Cette journée novatrice a permis à ce lien entre bouddhisme et
psychanalyse, qui existe dans les pratiques, mais sans grande
visibilité, d’apparaître sur le devant de la scène et, je le souhaite,
de semer quelques graines intéressantes dans la réflexion
psychanalytique contemporaine. Les rigidités dogmatiques et les
catégorisations solides qui découpent jusqu’à présent la psychanalyse
française en écoles et en pratiques souvent stéréotypées (lacaniens,
freudiens, jungiens, etc.) sont en train de se « désolidifier » et
finiront, je l’espère, par se dissoudre, sous l’impulsion de
propositions de ce type.
Tous les chemins ne mènent pas au bouddhisme
J’ai suivi cette journée parce que ces
trois domaines me sont familiers, et que leur articulation a piqué ma
curiosité.
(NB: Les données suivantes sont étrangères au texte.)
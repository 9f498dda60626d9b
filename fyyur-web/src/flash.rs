//! Transient user-facing notices ("flash" messages)
//!
//! A notice set before a redirect travels in a short-lived cookie and is
//! shown, then cleared, by the next page that renders it.

use axum::{
    async_trait,
    extract::FromRequestParts,
    http::{header, request::Parts, HeaderValue},
};
use base64::engine::general_purpose::URL_SAFE_NO_PAD;
use base64::Engine;
use std::convert::Infallible;

/// Cookie carrying a pending notice
pub const FLASH_COOKIE: &str = "fyyur_flash";

/// Seconds a pending notice survives if never displayed
const FLASH_MAX_AGE_SECS: u32 = 60;

/// Pending notice read from the request cookies
#[derive(Debug, Clone, Default, PartialEq)]
pub struct Flash {
    message: Option<String>,
}

impl Flash {
    /// The pending notice, if any
    pub fn message(&self) -> Option<&str> {
        self.message.as_deref()
    }

    /// Consume the notice for display
    pub fn take(self) -> Option<String> {
        self.message
    }

    /// True when the request carried a notice cookie that must be cleared
    pub fn is_pending(&self) -> bool {
        self.message.is_some()
    }

    fn from_cookie_header(value: &str) -> Self {
        let message = value
            .split(';')
            .filter_map(|pair| pair.trim().split_once('='))
            .find(|(name, _)| *name == FLASH_COOKIE)
            .and_then(|(_, encoded)| decode(encoded));

        Self { message }
    }
}

#[async_trait]
impl<S> FromRequestParts<S> for Flash
where
    S: Send + Sync,
{
    type Rejection = Infallible;

    async fn from_request_parts(parts: &mut Parts, _state: &S) -> Result<Self, Self::Rejection> {
        let flash = parts
            .headers
            .get_all(header::COOKIE)
            .iter()
            .filter_map(|value| value.to_str().ok())
            .map(Flash::from_cookie_header)
            .find(Flash::is_pending)
            .unwrap_or_default();

        Ok(flash)
    }
}

/// `Set-Cookie` value that stores `message` for the next page
pub fn set_cookie(message: &str) -> String {
    format!(
        "{}={}; Path=/; Max-Age={}; HttpOnly; SameSite=Lax",
        FLASH_COOKIE,
        URL_SAFE_NO_PAD.encode(message.as_bytes()),
        FLASH_MAX_AGE_SECS
    )
}

/// `Set-Cookie` value that discards a displayed notice
pub fn clear_cookie() -> HeaderValue {
    HeaderValue::from_static("fyyur_flash=; Path=/; Max-Age=0; HttpOnly; SameSite=Lax")
}

fn decode(encoded: &str) -> Option<String> {
    let bytes = URL_SAFE_NO_PAD.decode(encoded).ok()?;
    let message = String::from_utf8(bytes).ok()?;
    if message.is_empty() {
        None
    } else {
        Some(message)
    }
}

#[cfg(test)]
mod tests {
    use super::*;

    fn cookie_value(set_cookie: &str) -> &str {
        set_cookie.split(';').next().unwrap()
    }

    #[test]
    fn test_set_cookie_then_read_back() {
        let header = set_cookie("Venue The Spot was successfully updated!");
        let flash = Flash::from_cookie_header(cookie_value(&header));
        assert_eq!(flash.message(), Some("Venue The Spot was successfully updated!"));
    }

    #[test]
    fn test_notice_found_among_other_cookies() {
        let header = set_cookie("Show was successfully listed!");
        let cookies = format!("theme=dark; {}; lang=en", cookie_value(&header));
        let flash = Flash::from_cookie_header(&cookies);
        assert_eq!(flash.take().as_deref(), Some("Show was successfully listed!"));
    }

    #[test]
    fn test_cleared_or_garbled_cookie_is_ignored() {
        assert!(!Flash::from_cookie_header("fyyur_flash=").is_pending());
        assert!(!Flash::from_cookie_header("fyyur_flash=!!not-base64!!").is_pending());
        assert!(!Flash::from_cookie_header("other=value").is_pending());
    }

    #[test]
    fn test_set_cookie_has_no_separator_characters() {
        let header = set_cookie("a; b, c = d");
        let value = cookie_value(&header);
        assert!(!value.contains(' '));
        assert!(!value.contains(','));
    }
}
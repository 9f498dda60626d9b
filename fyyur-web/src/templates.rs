//! HTML page templates
//!
//! Handlers convert query-layer view models into the display structs here
//! (preformatted times, link targets) so the templates only walk fields.

use askama::Template;
use chrono::{DateTime, Utc};
use fyyur_common::db::{Artist, Venue};
use fyyur_common::query::{
    ArtistDetail, ArtistShow, EntitySummary, SearchResults, ShowListing, ShowSplit, VenueArea,
    VenueDetail, VenueShow,
};

use crate::forms::{format_yes_no, ListingForm};

/// `Sat 05, 21, 2019 9:30PM`
pub fn format_medium(instant: DateTime<Utc>) -> String {
    instant.format("%a %m, %d, %Y %-I:%M%p").to_string()
}

/// `Saturday May, 21, 2019 at 9:30PM`
pub fn format_full(instant: DateTime<Utc>) -> String {
    instant.format("%A %B, %-d, %Y at %-I:%M%p").to_string()
}

/// A show as listed on a venue or artist page
#[derive(Debug, Clone, PartialEq)]
pub struct ShowCard {
    pub link: String,
    pub name: String,
    pub image_link: Option<String>,
    pub start_time: String,
}

impl From<&ArtistShow> for ShowCard {
    fn from(show: &ArtistShow) -> Self {
        Self {
            link: format!("/artists/{}", show.artist_id),
            name: show.artist_name.clone(),
            image_link: show.artist_image_link.clone(),
            start_time: format_medium(show.start_time),
        }
    }
}

impl From<&VenueShow> for ShowCard {
    fn from(show: &VenueShow) -> Self {
        Self {
            link: format!("/venues/{}", show.venue_id),
            name: show.venue_name.clone(),
            image_link: show.venue_image_link.clone(),
            start_time: format_medium(show.start_time),
        }
    }
}

/// A row of the flat show listing
#[derive(Debug, Clone, PartialEq)]
pub struct ShowRow {
    pub venue_id: i64,
    pub venue_name: String,
    pub artist_id: i64,
    pub artist_name: String,
    pub artist_image_link: Option<String>,
    pub start_time: String,
}

impl From<&ShowListing> for ShowRow {
    fn from(show: &ShowListing) -> Self {
        Self {
            venue_id: show.venue_id,
            venue_name: show.venue_name.clone(),
            artist_id: show.artist_id,
            artist_name: show.artist_name.clone(),
            artist_image_link: show.artist_image_link.clone(),
            start_time: format_full(show.start_time),
        }
    }
}

/// Past and upcoming show cards with their counts
#[derive(Debug, Clone, Default)]
pub struct ShowCards {
    pub past: Vec<ShowCard>,
    pub upcoming: Vec<ShowCard>,
    pub past_count: usize,
    pub upcoming_count: usize,
}

impl<T> From<&ShowSplit<T>> for ShowCards
where
    for<'a> ShowCard: From<&'a T>,
{
    fn from(split: &ShowSplit<T>) -> Self {
        Self {
            past: split.past_shows.iter().map(ShowCard::from).collect(),
            upcoming: split.upcoming_shows.iter().map(ShowCard::from).collect(),
            past_count: split.past_shows_count,
            upcoming_count: split.upcoming_shows_count,
        }
    }
}

/// Profile fields shared by the venue and artist pages
#[derive(Debug, Clone)]
pub struct Profile {
    pub id: i64,
    pub name: String,
    pub genres: Vec<String>,
    pub city: String,
    pub state: String,
    pub address: Option<String>,
    pub phone: Option<String>,
    pub website: Option<String>,
    pub facebook_link: Option<String>,
    pub image_link: Option<String>,
    pub seeking: bool,
    pub seeking_description: Option<String>,
}

impl From<&Venue> for Profile {
    fn from(venue: &Venue) -> Self {
        Self {
            id: venue.id,
            name: venue.name.clone(),
            genres: venue.genres.clone(),
            city: venue.city.clone(),
            state: venue.state.clone(),
            address: venue.address.clone(),
            phone: venue.phone.clone(),
            website: venue.website.clone(),
            facebook_link: venue.facebook_link.clone(),
            image_link: venue.image_link.clone(),
            seeking: venue.seeking_talent,
            seeking_description: venue.seeking_description.clone(),
        }
    }
}

impl From<&Artist> for Profile {
    fn from(artist: &Artist) -> Self {
        Self {
            id: artist.id,
            name: artist.name.clone(),
            genres: artist.genres.clone(),
            city: artist.city.clone(),
            state: artist.state.clone(),
            address: None,
            phone: artist.phone.clone(),
            website: artist.website.clone(),
            facebook_link: artist.facebook_link.clone(),
            image_link: artist.image_link.clone(),
            seeking: artist.seeking_venue,
            seeking_description: artist.seeking_description.clone(),
        }
    }
}

impl Profile {
    pub fn seeking_answer(&self) -> &'static str {
        format_yes_no(self.seeking)
    }
}

#[derive(Template, Default)]
#[template(path = "pages/home.html")]
pub struct HomeTemplate {
    pub notice: Option<String>,
}

#[derive(Template)]
#[template(path = "pages/venues.html")]
pub struct VenuesTemplate {
    pub notice: Option<String>,
    pub areas: Vec<VenueArea>,
}

#[derive(Template)]
#[template(path = "pages/artists.html")]
pub struct ArtistsTemplate {
    pub notice: Option<String>,
    pub artists: Vec<(i64, String)>,
}

#[derive(Template)]
#[template(path = "pages/search.html")]
pub struct SearchTemplate {
    pub notice: Option<String>,
    /// "venues" or "artists"; used for result links
    pub section: &'static str,
    pub search_term: String,
    pub count: usize,
    pub results: Vec<EntitySummary>,
}

impl SearchTemplate {
    pub fn new(
        notice: Option<String>,
        section: &'static str,
        search_term: String,
        results: SearchResults,
    ) -> Self {
        Self {
            notice,
            section,
            search_term,
            count: results.count,
            results: results.data,
        }
    }
}

/// Venue or artist detail page
#[derive(Template)]
#[template(path = "pages/profile.html")]
pub struct ProfileTemplate {
    pub notice: Option<String>,
    /// "venues" or "artists"
    pub section: &'static str,
    pub seeking_label: &'static str,
    pub profile: Profile,
    pub shows: ShowCards,
}

impl ProfileTemplate {
    pub fn venue(notice: Option<String>, detail: &VenueDetail) -> Self {
        Self {
            notice,
            section: "venues",
            seeking_label: "Seeking Talent",
            profile: Profile::from(&detail.venue),
            shows: ShowCards::from(&detail.shows),
        }
    }

    pub fn artist(notice: Option<String>, detail: &ArtistDetail) -> Self {
        Self {
            notice,
            section: "artists",
            seeking_label: "Seeking Venue",
            profile: Profile::from(&detail.artist),
            shows: ShowCards::from(&detail.shows),
        }
    }
}

#[derive(Template)]
#[template(path = "pages/shows.html")]
pub struct ShowsTemplate {
    pub notice: Option<String>,
    pub shows: Vec<ShowRow>,
}

#[derive(Template)]
#[template(path = "forms/listing.html")]
pub struct ListingFormTemplate {
    pub notice: Option<String>,
    pub form: ListingForm,
}

#[derive(Template)]
#[template(path = "forms/show.html")]
pub struct ShowFormTemplate {
    pub notice: Option<String>,
    pub venues: Vec<(i64, String)>,
    pub artists: Vec<(i64, String)>,
}

#[derive(Template, Default)]
#[template(path = "errors/404.html")]
pub struct NotFoundTemplate {
    pub notice: Option<String>,
}

#[derive(Template, Default)]
#[template(path = "errors/500.html")]
pub struct ServerErrorTemplate {
    pub notice: Option<String>,
}
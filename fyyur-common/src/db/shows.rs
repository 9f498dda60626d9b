//! Show records (create-only)

use sqlx::{SqliteConnection, SqlitePool};
use tracing::info;

use super::models::{NewShow, Show};
use crate::time::{is_storable, to_store_precision};
use crate::{Error, Result};

/// Insert a show after checking both parents exist
///
/// Fails with `ConstraintViolation` when the venue or artist is missing or
/// the start time has a year outside 0000..=9999; nothing is written in
/// either case.
pub async fn insert_show(pool: &SqlitePool, new_show: &NewShow) -> Result<Show> {
    if !is_storable(new_show.start_time) {
        return Err(Error::ConstraintViolation(format!(
            "start time {} is outside years 0000-9999",
            new_show.start_time
        )));
    }

    let mut tx = pool.begin().await?;

    if !row_exists(&mut tx, "SELECT EXISTS(SELECT 1 FROM venues WHERE id = ?)", new_show.venue_id)
        .await?
    {
        return Err(Error::ConstraintViolation(format!(
            "venue {} does not exist",
            new_show.venue_id
        )));
    }

    if !row_exists(&mut tx, "SELECT EXISTS(SELECT 1 FROM artists WHERE id = ?)", new_show.artist_id)
        .await?
    {
        return Err(Error::ConstraintViolation(format!(
            "artist {} does not exist",
            new_show.artist_id
        )));
    }

    let id = sqlx::query("INSERT INTO shows (venue_id, artist_id, start_time) VALUES (?, ?, ?)")
        .bind(new_show.venue_id)
        .bind(new_show.artist_id)
        .bind(to_store_precision(new_show.start_time))
        .execute(&mut *tx)
        .await?
        .last_insert_rowid();

    let show = fetch_show(&mut tx, id).await?;
    tx.commit().await?;

    info!(
        show_id = id,
        venue_id = show.venue_id,
        artist_id = show.artist_id,
        "Show created"
    );
    Ok(show)
}

/// Fetch one show
pub async fn get_show(pool: &SqlitePool, id: i64) -> Result<Show> {
    let mut conn = pool.acquire().await?;
    fetch_show(&mut conn, id).await
}

/// Number of stored shows
pub async fn count_shows(pool: &SqlitePool) -> Result<i64> {
    let count = sqlx::query_scalar("SELECT COUNT(*) FROM shows")
        .fetch_one(pool)
        .await?;
    Ok(count)
}

async fn fetch_show(conn: &mut SqliteConnection, id: i64) -> Result<Show> {
    sqlx::query_as::<_, Show>("SELECT id, venue_id, artist_id, start_time FROM shows WHERE id = ?")
        .bind(id)
        .fetch_optional(conn)
        .await?
        .ok_or_else(|| Error::NotFound(format!("show {}", id)))
}

async fn row_exists(conn: &mut SqliteConnection, sql: &str, id: i64) -> Result<bool> {
    let exists = sqlx::query_scalar(sql).bind(id).fetch_one(conn).await?;
    Ok(exists)
}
La philosophie et la psychanalyse sont des terrains que le
chercheur en sciences humaines et sociales peut rencontrer aisément,
soit dans son activité scientifique, soit dans son cheminement
personnel, donc rien de particulier à cet égard. Mais le bouddhisme est
évidemment plus rarement présent dans nos travaux, et l’on n’y vient pas
comme ça. Pour ma part, j’y suis venue par les sciences cognitives, par
la lecture de Francisco Varela
et des théories de l’énaction. Je suis arrivée à l’énaction par la
cognition sociale, dans sa version distribuée, à laquelle je suis
elle-même parvenue par ma réflexion sur les processus de production du
discours, me sentant à l’étroit dans les théories du contexte
disponibles dans les disciplines texte-discours contemporaines, et
souhaitant intégrer à mon travail la réalité matérielle et
expérientielle. Voilà pour mon cheminement. Mais quel rapport avec le
bouddhisme, allez-vous me dire ? J’y viens.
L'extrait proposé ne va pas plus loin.